- TASK DIRECTIONS
Search the entries for the word "classify" and report each line that has it.

- RECORDS
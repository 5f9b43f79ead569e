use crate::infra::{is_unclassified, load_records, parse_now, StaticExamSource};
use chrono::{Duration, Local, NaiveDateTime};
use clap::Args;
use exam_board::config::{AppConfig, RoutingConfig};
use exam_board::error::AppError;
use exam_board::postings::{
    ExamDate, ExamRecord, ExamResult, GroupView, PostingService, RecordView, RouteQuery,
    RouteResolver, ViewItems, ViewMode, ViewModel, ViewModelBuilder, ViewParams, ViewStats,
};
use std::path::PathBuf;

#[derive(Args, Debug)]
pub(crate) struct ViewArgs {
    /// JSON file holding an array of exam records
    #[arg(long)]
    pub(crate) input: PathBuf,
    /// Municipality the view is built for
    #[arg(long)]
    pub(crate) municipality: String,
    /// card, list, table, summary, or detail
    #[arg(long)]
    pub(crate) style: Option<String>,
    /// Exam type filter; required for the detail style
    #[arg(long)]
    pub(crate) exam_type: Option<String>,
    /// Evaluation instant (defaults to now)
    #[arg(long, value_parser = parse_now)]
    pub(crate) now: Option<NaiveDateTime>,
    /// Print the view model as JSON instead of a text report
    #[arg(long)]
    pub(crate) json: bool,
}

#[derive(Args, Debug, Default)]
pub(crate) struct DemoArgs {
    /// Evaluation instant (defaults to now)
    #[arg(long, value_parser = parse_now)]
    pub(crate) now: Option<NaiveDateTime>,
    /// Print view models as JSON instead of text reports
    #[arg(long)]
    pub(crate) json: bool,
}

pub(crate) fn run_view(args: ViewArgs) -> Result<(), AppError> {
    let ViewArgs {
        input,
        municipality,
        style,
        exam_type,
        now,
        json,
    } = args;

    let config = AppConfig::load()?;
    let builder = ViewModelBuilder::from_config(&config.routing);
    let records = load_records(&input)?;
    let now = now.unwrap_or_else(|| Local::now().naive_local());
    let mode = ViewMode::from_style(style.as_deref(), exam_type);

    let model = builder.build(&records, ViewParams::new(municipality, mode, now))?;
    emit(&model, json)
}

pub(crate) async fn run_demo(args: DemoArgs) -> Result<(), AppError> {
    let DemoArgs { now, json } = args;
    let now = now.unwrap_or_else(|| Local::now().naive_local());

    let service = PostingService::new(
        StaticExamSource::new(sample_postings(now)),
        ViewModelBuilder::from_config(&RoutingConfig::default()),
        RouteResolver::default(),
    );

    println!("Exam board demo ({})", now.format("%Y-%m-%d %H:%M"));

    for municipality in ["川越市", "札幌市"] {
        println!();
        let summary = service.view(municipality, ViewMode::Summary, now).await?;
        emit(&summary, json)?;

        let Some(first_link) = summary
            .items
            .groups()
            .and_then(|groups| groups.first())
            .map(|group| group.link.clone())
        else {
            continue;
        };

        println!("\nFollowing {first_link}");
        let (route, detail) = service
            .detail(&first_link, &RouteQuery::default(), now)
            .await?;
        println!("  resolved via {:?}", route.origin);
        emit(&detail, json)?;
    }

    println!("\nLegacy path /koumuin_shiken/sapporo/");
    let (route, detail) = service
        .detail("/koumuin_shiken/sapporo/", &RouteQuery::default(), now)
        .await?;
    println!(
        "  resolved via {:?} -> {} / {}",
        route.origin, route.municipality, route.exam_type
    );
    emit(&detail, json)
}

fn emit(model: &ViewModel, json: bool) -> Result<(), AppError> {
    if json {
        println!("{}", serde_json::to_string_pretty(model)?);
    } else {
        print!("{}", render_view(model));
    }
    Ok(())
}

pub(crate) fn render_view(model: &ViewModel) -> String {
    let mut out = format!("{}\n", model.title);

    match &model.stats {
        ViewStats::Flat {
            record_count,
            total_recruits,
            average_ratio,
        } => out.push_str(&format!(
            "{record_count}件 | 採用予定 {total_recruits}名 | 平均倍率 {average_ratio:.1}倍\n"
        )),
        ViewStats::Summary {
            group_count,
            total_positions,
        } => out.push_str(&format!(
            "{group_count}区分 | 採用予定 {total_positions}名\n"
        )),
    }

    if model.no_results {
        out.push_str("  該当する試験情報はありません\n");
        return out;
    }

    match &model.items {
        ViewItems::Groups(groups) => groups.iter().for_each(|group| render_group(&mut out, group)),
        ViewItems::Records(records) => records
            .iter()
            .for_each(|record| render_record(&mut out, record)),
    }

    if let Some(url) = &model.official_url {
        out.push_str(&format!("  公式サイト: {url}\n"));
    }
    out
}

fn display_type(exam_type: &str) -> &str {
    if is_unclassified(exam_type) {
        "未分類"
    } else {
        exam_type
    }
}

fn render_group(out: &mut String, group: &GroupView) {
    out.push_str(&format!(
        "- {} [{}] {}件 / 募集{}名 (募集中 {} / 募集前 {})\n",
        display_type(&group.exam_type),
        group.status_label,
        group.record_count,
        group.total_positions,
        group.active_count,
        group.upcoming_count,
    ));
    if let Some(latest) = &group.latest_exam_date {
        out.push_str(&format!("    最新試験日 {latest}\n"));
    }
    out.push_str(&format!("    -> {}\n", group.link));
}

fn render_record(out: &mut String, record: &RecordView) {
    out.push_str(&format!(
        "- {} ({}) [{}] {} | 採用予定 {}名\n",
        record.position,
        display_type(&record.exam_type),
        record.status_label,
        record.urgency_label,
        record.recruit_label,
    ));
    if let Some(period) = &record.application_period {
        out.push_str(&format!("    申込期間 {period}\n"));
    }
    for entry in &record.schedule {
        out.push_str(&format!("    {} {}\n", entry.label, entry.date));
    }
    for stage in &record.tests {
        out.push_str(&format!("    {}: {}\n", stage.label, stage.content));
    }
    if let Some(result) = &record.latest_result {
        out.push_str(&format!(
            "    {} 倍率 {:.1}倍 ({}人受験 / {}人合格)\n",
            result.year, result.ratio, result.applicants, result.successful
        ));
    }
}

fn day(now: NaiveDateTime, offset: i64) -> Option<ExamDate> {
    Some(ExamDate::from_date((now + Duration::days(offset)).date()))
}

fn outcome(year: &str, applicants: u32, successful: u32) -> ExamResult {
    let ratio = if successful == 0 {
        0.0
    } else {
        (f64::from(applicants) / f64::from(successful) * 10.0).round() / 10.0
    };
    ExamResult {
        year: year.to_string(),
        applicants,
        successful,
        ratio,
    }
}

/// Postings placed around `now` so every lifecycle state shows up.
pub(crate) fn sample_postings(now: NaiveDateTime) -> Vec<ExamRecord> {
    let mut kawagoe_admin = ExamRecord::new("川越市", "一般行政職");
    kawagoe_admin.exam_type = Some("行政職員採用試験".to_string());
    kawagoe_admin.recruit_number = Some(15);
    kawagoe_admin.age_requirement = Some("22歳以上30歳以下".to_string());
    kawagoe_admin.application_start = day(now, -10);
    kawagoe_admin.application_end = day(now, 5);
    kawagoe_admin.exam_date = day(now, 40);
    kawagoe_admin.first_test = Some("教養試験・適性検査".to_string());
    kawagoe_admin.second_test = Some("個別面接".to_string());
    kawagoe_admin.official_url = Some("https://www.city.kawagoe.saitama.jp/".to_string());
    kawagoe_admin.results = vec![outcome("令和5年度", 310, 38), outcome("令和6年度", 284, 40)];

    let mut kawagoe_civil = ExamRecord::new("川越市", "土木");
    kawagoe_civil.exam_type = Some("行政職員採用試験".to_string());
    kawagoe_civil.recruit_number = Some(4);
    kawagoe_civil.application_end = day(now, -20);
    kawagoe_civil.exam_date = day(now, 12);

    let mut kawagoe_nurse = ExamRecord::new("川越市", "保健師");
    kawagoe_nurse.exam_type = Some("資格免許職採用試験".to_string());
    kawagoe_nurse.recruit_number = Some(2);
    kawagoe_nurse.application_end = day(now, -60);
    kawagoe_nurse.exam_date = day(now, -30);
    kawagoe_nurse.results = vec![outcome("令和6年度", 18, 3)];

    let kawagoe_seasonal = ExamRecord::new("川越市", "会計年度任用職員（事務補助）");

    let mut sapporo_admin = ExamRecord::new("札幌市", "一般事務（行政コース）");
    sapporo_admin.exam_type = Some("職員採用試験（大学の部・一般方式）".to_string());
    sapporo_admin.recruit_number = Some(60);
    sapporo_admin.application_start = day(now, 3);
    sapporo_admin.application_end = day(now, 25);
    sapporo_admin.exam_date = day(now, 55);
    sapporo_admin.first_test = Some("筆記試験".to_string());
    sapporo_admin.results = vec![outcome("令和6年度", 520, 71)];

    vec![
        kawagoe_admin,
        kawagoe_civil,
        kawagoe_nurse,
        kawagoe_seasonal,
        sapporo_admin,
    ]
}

---

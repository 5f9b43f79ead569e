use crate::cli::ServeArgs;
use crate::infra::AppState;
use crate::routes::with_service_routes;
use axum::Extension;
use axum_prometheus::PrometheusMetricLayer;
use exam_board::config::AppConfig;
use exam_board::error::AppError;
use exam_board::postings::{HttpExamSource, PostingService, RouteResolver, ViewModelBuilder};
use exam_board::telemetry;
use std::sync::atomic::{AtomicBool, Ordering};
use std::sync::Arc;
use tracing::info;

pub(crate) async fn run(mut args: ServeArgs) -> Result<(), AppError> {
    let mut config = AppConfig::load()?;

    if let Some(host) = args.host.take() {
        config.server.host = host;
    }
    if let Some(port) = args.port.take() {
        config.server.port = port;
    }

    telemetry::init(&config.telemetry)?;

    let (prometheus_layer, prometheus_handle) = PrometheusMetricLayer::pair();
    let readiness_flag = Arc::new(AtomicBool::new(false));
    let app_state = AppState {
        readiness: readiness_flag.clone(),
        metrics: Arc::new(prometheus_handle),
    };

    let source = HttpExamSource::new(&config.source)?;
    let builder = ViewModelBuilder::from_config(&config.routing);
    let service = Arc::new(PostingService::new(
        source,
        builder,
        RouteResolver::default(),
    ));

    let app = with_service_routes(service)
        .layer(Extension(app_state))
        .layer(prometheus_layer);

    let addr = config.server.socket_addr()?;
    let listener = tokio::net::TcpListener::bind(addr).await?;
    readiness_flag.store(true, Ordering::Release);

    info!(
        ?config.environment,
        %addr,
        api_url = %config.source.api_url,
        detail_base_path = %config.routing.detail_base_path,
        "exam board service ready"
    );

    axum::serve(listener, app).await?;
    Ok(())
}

--

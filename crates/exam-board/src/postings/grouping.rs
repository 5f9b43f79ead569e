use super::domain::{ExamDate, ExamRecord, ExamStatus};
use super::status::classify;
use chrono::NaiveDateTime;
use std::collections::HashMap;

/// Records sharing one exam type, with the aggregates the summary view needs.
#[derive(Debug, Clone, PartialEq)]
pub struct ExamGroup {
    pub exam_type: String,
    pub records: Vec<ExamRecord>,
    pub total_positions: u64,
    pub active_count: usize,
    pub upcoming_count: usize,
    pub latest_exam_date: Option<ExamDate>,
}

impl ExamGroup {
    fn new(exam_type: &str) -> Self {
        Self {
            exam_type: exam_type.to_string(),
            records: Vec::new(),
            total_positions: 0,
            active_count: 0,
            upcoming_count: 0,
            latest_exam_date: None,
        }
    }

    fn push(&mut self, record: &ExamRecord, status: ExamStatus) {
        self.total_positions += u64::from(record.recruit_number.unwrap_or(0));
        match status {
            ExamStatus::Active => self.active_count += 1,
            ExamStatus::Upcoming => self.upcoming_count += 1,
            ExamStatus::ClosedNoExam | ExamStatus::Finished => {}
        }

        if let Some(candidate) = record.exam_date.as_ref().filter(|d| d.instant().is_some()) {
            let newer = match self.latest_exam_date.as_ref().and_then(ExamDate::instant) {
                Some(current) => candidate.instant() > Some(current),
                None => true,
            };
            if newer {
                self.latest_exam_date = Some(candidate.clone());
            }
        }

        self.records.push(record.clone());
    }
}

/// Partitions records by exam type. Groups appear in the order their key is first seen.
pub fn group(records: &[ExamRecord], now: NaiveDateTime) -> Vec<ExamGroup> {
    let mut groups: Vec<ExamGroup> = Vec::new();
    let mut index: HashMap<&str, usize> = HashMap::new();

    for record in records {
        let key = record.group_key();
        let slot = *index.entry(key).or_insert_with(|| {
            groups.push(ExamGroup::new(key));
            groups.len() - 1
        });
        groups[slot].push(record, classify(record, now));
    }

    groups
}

- SOLUTION TO THIS EXERCISE
use super::status::classify;
        groups[slot].push(record, classify(record, now));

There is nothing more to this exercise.